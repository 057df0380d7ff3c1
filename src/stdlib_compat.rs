//! Standard library compatibility layer
//!
//! Implements the std collection traits for [`PriorityQueue`] and conversions
//! to and from `std::collections::BinaryHeap`.
//!
//! # Differences from BinaryHeap
//!
//! - **Min-heap vs Max-heap**: [`PriorityQueue`] is a min-heap, while
//!   `BinaryHeap` is a max-heap. The conversions go through
//!   `BinaryHeap<Reverse<T>>`, which pops in the same order.
//! - **Refused values**: `Extend` skips values the comparator does not admit,
//!   since the trait cannot report an error. Use
//!   [`PriorityQueue::push_all`] to get an error instead.
//!
//! # Example
//!
//! ```rust
//! use std::cmp::Reverse;
//! use std::collections::BinaryHeap;
//! use comparator_heap::PriorityQueue;
//!
//! let mut heap: PriorityQueue<i32> = [5, 3, 7].into_iter().collect();
//! assert_eq!(heap.peek(), Some(&3));
//!
//! let mut std_heap: BinaryHeap<Reverse<i32>> = heap.into();
//! assert_eq!(std_heap.pop(), Some(Reverse(3)));
//! ```

use std::cmp::Reverse;
use std::collections::BinaryHeap;
use std::fmt;
use std::slice;
use std::vec;

use log::debug;

use crate::compare::{Comparator, Natural};
use crate::priority_queue::PriorityQueue;

impl<T: Clone, C: Clone> Clone for PriorityQueue<T, C> {
    /// Duplicates the buffer, keeping its capacity, and clones the comparator
    fn clone(&self) -> Self {
        let mut data = Vec::with_capacity(self.data.capacity());
        data.extend_from_slice(&self.data);
        Self {
            data,
            cmp: self.cmp.clone(),
        }
    }

    fn clone_from(&mut self, source: &Self) {
        self.data.clone_from(&source.data);
        self.cmp.clone_from(&source.cmp);
    }
}

impl<T: fmt::Debug, C> fmt::Debug for PriorityQueue<T, C> {
    fn fmt(&self, f: &mut fmt::Formatter<'_>) -> fmt::Result {
        f.debug_list().entries(self.iter()).finish()
    }
}

impl<T, C: Comparator<T> + Default> Default for PriorityQueue<T, C> {
    fn default() -> Self {
        Self::with_comparator(C::default())
    }
}

impl<T: Ord> From<Vec<T>> for PriorityQueue<T, Natural> {
    /// Heapifies the vector in place in O(n)
    fn from(vec: Vec<T>) -> Self {
        PriorityQueue::from_vec(vec)
    }
}

impl<T: Ord, const N: usize> From<[T; N]> for PriorityQueue<T, Natural> {
    fn from(arr: [T; N]) -> Self {
        PriorityQueue::from_vec(Vec::from(arr))
    }
}

impl<T: Ord> From<BinaryHeap<Reverse<T>>> for PriorityQueue<T, Natural> {
    fn from(heap: BinaryHeap<Reverse<T>>) -> Self {
        let data = heap.into_vec().into_iter().map(|Reverse(value)| value).collect();
        PriorityQueue::from_vec(data)
    }
}

impl<T: Ord, C> From<PriorityQueue<T, C>> for BinaryHeap<Reverse<T>> {
    /// Keeps the elements only; `BinaryHeap` always uses natural order
    fn from(heap: PriorityQueue<T, C>) -> Self {
        heap.into_vec().into_iter().map(Reverse).collect()
    }
}

impl<T: Ord> FromIterator<T> for PriorityQueue<T, Natural> {
    fn from_iter<I: IntoIterator<Item = T>>(iter: I) -> Self {
        PriorityQueue::from_vec(iter.into_iter().collect())
    }
}

impl<T, C: Comparator<T>> Extend<T> for PriorityQueue<T, C> {
    fn extend<I: IntoIterator<Item = T>>(&mut self, iter: I) {
        let mut refused = 0usize;
        let admitted: Vec<T> = iter
            .into_iter()
            .filter(|value| {
                let ok = self.cmp.admits(value);
                if !ok {
                    refused += 1;
                }
                ok
            })
            .collect();
        if refused > 0 {
            debug!("extend skipped {} values refused by the comparator", refused);
        }
        self.extend_admitted(admitted);
    }
}

impl<'a, T: 'a + Copy, C: Comparator<T>> Extend<&'a T> for PriorityQueue<T, C> {
    fn extend<I: IntoIterator<Item = &'a T>>(&mut self, iter: I) {
        self.extend(iter.into_iter().copied());
    }
}

impl<T, C> IntoIterator for PriorityQueue<T, C> {
    type Item = T;
    type IntoIter = vec::IntoIter<T>;

    /// Moves the elements out in heap storage order
    fn into_iter(self) -> vec::IntoIter<T> {
        self.into_vec().into_iter()
    }
}

impl<'a, T, C> IntoIterator for &'a PriorityQueue<T, C> {
    type Item = &'a T;
    type IntoIter = slice::Iter<'a, T>;

    fn into_iter(self) -> slice::Iter<'a, T> {
        self.iter()
    }
}
//! Handler dispatch for subtask execution.
//!
//! Handlers are keyed by subtask type tag in an open registry so new agent
//! types can be plugged in at runtime. Types with no registration fall back
//! to the generic handler.

use std::collections::HashMap;
use std::sync::Arc;

use async_trait::async_trait;
use serde_json::Value;

use crate::errors::HandlerError;
use crate::subtask::Subtask;

/// What a handler gets to see besides its own subtask.
#[derive(Debug, Clone, Default)]
pub struct HandlerContext {
    /// The run's top-level objective.
    pub objective: String,
    /// Opaque auxiliary run context.
    pub context: serde_json::Map<String, Value>,
    /// Results of already-completed subtasks, keyed by subtask id.
    pub completed_results: HashMap<String, Value>,
}

/// Executes one subtask.
///
/// Abstraction over subtask execution for testability: real implementations
/// call out to LLMs and retrieval tools; tests use closures and fakes.
#[async_trait]
pub trait SubtaskHandler: Send + Sync {
    /// Name recorded on the subtask at dispatch time.
    fn name(&self) -> &str;

    async fn handle(
        &self,
        subtask: &Subtask,
        context: &HandlerContext,
    ) -> Result<Value, HandlerError>;
}

/// Fallback handler for subtask types nobody registered.
///
/// Echoes what it was asked so the result is still inspectable downstream;
/// embedding applications replace it via `set_fallback`.
pub struct GenericHandler;

#[async_trait]
impl SubtaskHandler for GenericHandler {
    fn name(&self) -> &str {
        "generic"
    }

    async fn handle(
        &self,
        subtask: &Subtask,
        _context: &HandlerContext,
    ) -> Result<Value, HandlerError> {
        Ok(serde_json::json!({
            "handler": "generic",
            "subtask_type": subtask.subtask_type,
            "objective": subtask.objective,
        }))
    }
}

/// Type-tag-keyed handler registry with a default fallback.
pub struct HandlerRegistry {
    handlers: HashMap<String, Arc<dyn SubtaskHandler>>,
    fallback: Arc<dyn SubtaskHandler>,
}

impl HandlerRegistry {
    pub fn new() -> Self {
        Self {
            handlers: HashMap::new(),
            fallback: Arc::new(GenericHandler),
        }
    }

    /// Register a handler for a type tag. The last registration per tag wins.
    pub fn register(&mut self, subtask_type: &str, handler: Arc<dyn SubtaskHandler>) {
        self.handlers.insert(subtask_type.to_string(), handler);
    }

    /// Replace the fallback used for unregistered tags.
    pub fn set_fallback(&mut self, handler: Arc<dyn SubtaskHandler>) {
        self.fallback = handler;
    }

    /// The handler for a type tag, or the fallback.
    pub fn resolve(&self, subtask_type: &str) -> Arc<dyn SubtaskHandler> {
        self.handlers
            .get(subtask_type)
            .cloned()
            .unwrap_or_else(|| self.fallback.clone())
    }
}

impl Default for HandlerRegistry {
    fn default() -> Self {
        Self::new()
    }
}
//! Checkpoint records and the backend storage contract.
//!
//! Backends persist opaque, immutable checkpoint records per run id with
//! creation-time ordering. Two implementations satisfy the contract: a
//! durable SQLite store and a TTL-expiring in-memory cache. "Latest" ties on
//! `created_at` are broken by insertion order — the later write wins — so
//! concurrent writers to the same run resolve last-write-wins.

use anyhow::Result;
use async_trait::async_trait;
use chrono::{DateTime, Utc};
use serde::{Deserialize, Serialize};
use serde_json::Value;
use uuid::Uuid;

/// A single immutable snapshot of run state.
///
/// The `state` field is an opaque serialized envelope; backends never inspect
/// it. Checkpoints are deleted only by rollback or cleanup.
#[derive(Debug, Clone, Serialize, Deserialize, PartialEq)]
pub struct Checkpoint {
    pub id: String,
    pub run_id: String,
    /// Serialized state envelope.
    pub state: String,
    /// Label for the transition that produced this snapshot
    /// (e.g. "subtask_<id>").
    pub step_label: String,
    #[serde(default, skip_serializing_if = "Option::is_none")]
    pub parent_id: Option<String>,
    pub created_at: DateTime<Utc>,
    #[serde(default)]
    pub metadata: serde_json::Map<String, Value>,
}

impl Checkpoint {
    pub fn new(run_id: &str, state: String, step_label: &str) -> Self {
        Self {
            id: Uuid::new_v4().to_string(),
            run_id: run_id.to_string(),
            state,
            step_label: step_label.to_string(),
            parent_id: None,
            created_at: Utc::now(),
            metadata: serde_json::Map::new(),
        }
    }

    pub fn with_parent(mut self, parent_id: Option<String>) -> Self {
        self.parent_id = parent_id;
        self
    }

    pub fn with_metadata(mut self, metadata: serde_json::Map<String, Value>) -> Self {
        self.metadata = metadata;
        self
    }

    /// The history-listing view of this checkpoint, without the state blob.
    pub fn meta(&self) -> CheckpointMeta {
        CheckpointMeta {
            id: self.id.clone(),
            run_id: self.run_id.clone(),
            step_label: self.step_label.clone(),
            parent_id: self.parent_id.clone(),
            created_at: self.created_at,
            metadata: self.metadata.clone(),
        }
    }
}

/// Checkpoint descriptor without the state payload, as returned by history
/// listings.
#[derive(Debug, Clone, Serialize, Deserialize, PartialEq)]
pub struct CheckpointMeta {
    pub id: String,
    pub run_id: String,
    pub step_label: String,
    #[serde(default, skip_serializing_if = "Option::is_none")]
    pub parent_id: Option<String>,
    pub created_at: DateTime<Utc>,
    #[serde(default)]
    pub metadata: serde_json::Map<String, Value>,
}

/// Outcome of a backend rollback request.
///
/// The distinction between `NotFound` and `WrongRun` lets the manager report
/// an invalid request precisely; in both cases the backend deleted nothing.
#[derive(Debug)]
pub enum RollbackOutcome {
    /// The target checkpoint, with everything created after it deleted.
    RolledBack(Checkpoint),
    NotFound,
    WrongRun { owner: String },
}

/// Backend storage contract shared by the durable and cache stores.
///
/// Errors from these methods are I/O-class failures; "no such record" is
/// expressed in the return type, never as an error. A TTL backend must make
/// "not found due to expiry" indistinguishable from "never written".
#[async_trait]
pub trait CheckpointStore: Send + Sync {
    /// Append a checkpoint. Never overwrites an existing record.
    async fn save(&self, checkpoint: Checkpoint) -> Result<()>;

    /// The checkpoint with the greatest creation time for the run.
    async fn load_latest(&self, run_id: &str) -> Result<Option<Checkpoint>>;

    /// Load a checkpoint by id.
    async fn load(&self, checkpoint_id: &str) -> Result<Option<Checkpoint>>;

    /// All checkpoint metadata for the run, newest first.
    async fn list(&self, run_id: &str) -> Result<Vec<CheckpointMeta>>;

    /// Atomically delete every checkpoint for the run created strictly after
    /// the target, returning the target. Deletes nothing unless the target
    /// exists and belongs to the run.
    async fn delete_after(&self, run_id: &str, checkpoint_id: &str) -> Result<RollbackOutcome>;

    /// Delete all checkpoints for the run, returning how many were removed.
    async fn delete_run(&self, run_id: &str) -> Result<usize>;
}
//! Run orchestration.
//!
//! This module provides:
//! - `Supervisor` — plans objectives and drives subtask execution
//! - `SubtaskHandler` / `HandlerRegistry` — pluggable dispatch by type tag
//! - `RunState` — the checkpointable state of one run
//! - `SupervisorEvent` — progress events over an mpsc channel

pub mod handler;
pub mod runner;
pub mod state;

pub use handler::{GenericHandler, HandlerContext, HandlerRegistry, SubtaskHandler};
pub use runner::{Supervisor, SupervisorConfig, SupervisorEvent};
pub use state::RunState;
pub mod checkpoint;
pub mod dag;
pub mod depth;
pub mod errors;
pub mod logging;
pub mod planner;
pub mod subtask;
pub mod supervisor;

pub use checkpoint::{Checkpoint, CheckpointManager, CheckpointStore, MemoryStore, SqliteStore};
pub use depth::{DepthConfig, DepthController, DepthLevel, TokenBudget};
pub use errors::{CheckpointError, HandlerError, PlanningError};
pub use planner::{Planner, PlanResponse, StaticPlanner, SubtaskSpec};
pub use subtask::{Plan, Subtask, SubtaskStatus, Task};
pub use supervisor::{
    GenericHandler, HandlerContext, RunState, SubtaskHandler, Supervisor, SupervisorConfig,
    SupervisorEvent,
};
________________________
Your task -> What is the number of lines in the records that contain "target"? Give that number only.

Exercise output -> 2